While statistical models have been useful to evaluate existing tank car designs, the ongoing interdisciplinary collaboration between CEE’s railroad and structural engineering groups will pave the way for development of an analytical model to bridge statistical and analytical modeling (i.e. finite element analysis) approaches. For example, the interdisciplinary approach adds the ability to assess potential benefits of using new steel materials and/or structural configurations.
Tank car safety design optimization needs to consider the tradeoff between safety and efficiency, Saat said.
“For example, if you increase a tank car’s thickness, you may make it safer, but you decrease its capacity, and therefore may need more tank cars to carry the same amount of material.

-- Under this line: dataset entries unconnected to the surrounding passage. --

//! Content factory for loading catalogs and configuration from a data directory.

use std::path::{Path, PathBuf};

use factory_core::{Catalog, HostConfig};

use crate::loaders::{ConfigLoader, DataMod, ItemLoader, LoadResult};

/// Content factory that loads item content from a data directory.
///
/// # Directory Structure
///
/// ```text
/// data_dir/
/// ├── config.toml
/// ├── items.ron
/// └── mods/
///     ├── glassworks/
///     │   └── items.ron
///     └── chemistry/
///         └── items.ron
/// ```
pub struct ContentFactory {
    data_dir: PathBuf,
}

impl ContentFactory {
    /// Creates a new content factory pointing to a data directory.
    ///
    /// # Arguments
    ///
    /// * `data_dir` - Path to the directory containing data files
    pub fn new(data_dir: impl Into<PathBuf>) -> Self {
        Self {
            data_dir: data_dir.into(),
        }
    }

    /// Load host configuration from `config.toml`.
    pub fn load_config(&self) -> LoadResult<HostConfig> {
        ConfigLoader::load(&self.config_path())
    }

    /// Load host configuration from `config.toml`, or defaults if the file is absent.
    pub fn load_config_or_default(&self) -> LoadResult<HostConfig> {
        let path = self.config_path();
        if path.exists() {
            ConfigLoader::load(&path)
        } else {
            Ok(HostConfig::default())
        }
    }

    /// Load item catalog from `items.ron`.
    pub fn load_items(&self) -> LoadResult<Catalog> {
        let path = self.data_dir.join("items.ron");
        ItemLoader::load(&path)
    }

    /// Load a data mod from `mods/{name}/items.ron`.
    ///
    /// # Arguments
    ///
    /// * `name` - Mod directory name, also used as the mod name
    pub fn load_mod(&self, name: &str) -> LoadResult<DataMod> {
        let path = self.data_dir.join("mods").join(name).join("items.ron");
        let catalog = ItemLoader::load(&path)?;
        Ok(DataMod::new(name, catalog))
    }

    /// Returns the data directory path.
    pub fn data_dir(&self) -> &Path {
        &self.data_dir
    }

    fn config_path(&self) -> PathBuf {
        self.data_dir.join("config.toml")
    }
}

Our goal is to help industry find the optimal designs,” he said.
The development of this new analytical model is driven by industry and will be used for policy making.
“For example, with a new tank car design, they will do physical testing and finite element modeling to come up with the puncture energy and then translate the puncture energy to determine potential rate of release with a certain level of uncertainty,” Saat said. “This will advance the industry’s risk-based decision making to ultimately reduce the risk of transporting hazmat by rail.”
The work is a collaborative effort between government agencies and private industries involved in hazmat transportation in North America and is sponsored by the Association of American Railroads, Railway Supply Institute, American Chemistry Council, Chlorine Institute and Fertilizer Institute. CEE graduate students Laura Ghosh and Xiaonan Zhou have contributed to the project as well as Stephen Kirkpatrick from Applied Research Associates and Todd Treichel of the RSI-AAR Railroad Tank Car Safety Research and Test Project. At least one structural engineering student will also join the project team this fall.
The first phase of the new analytical model is expected to be completed in 2014.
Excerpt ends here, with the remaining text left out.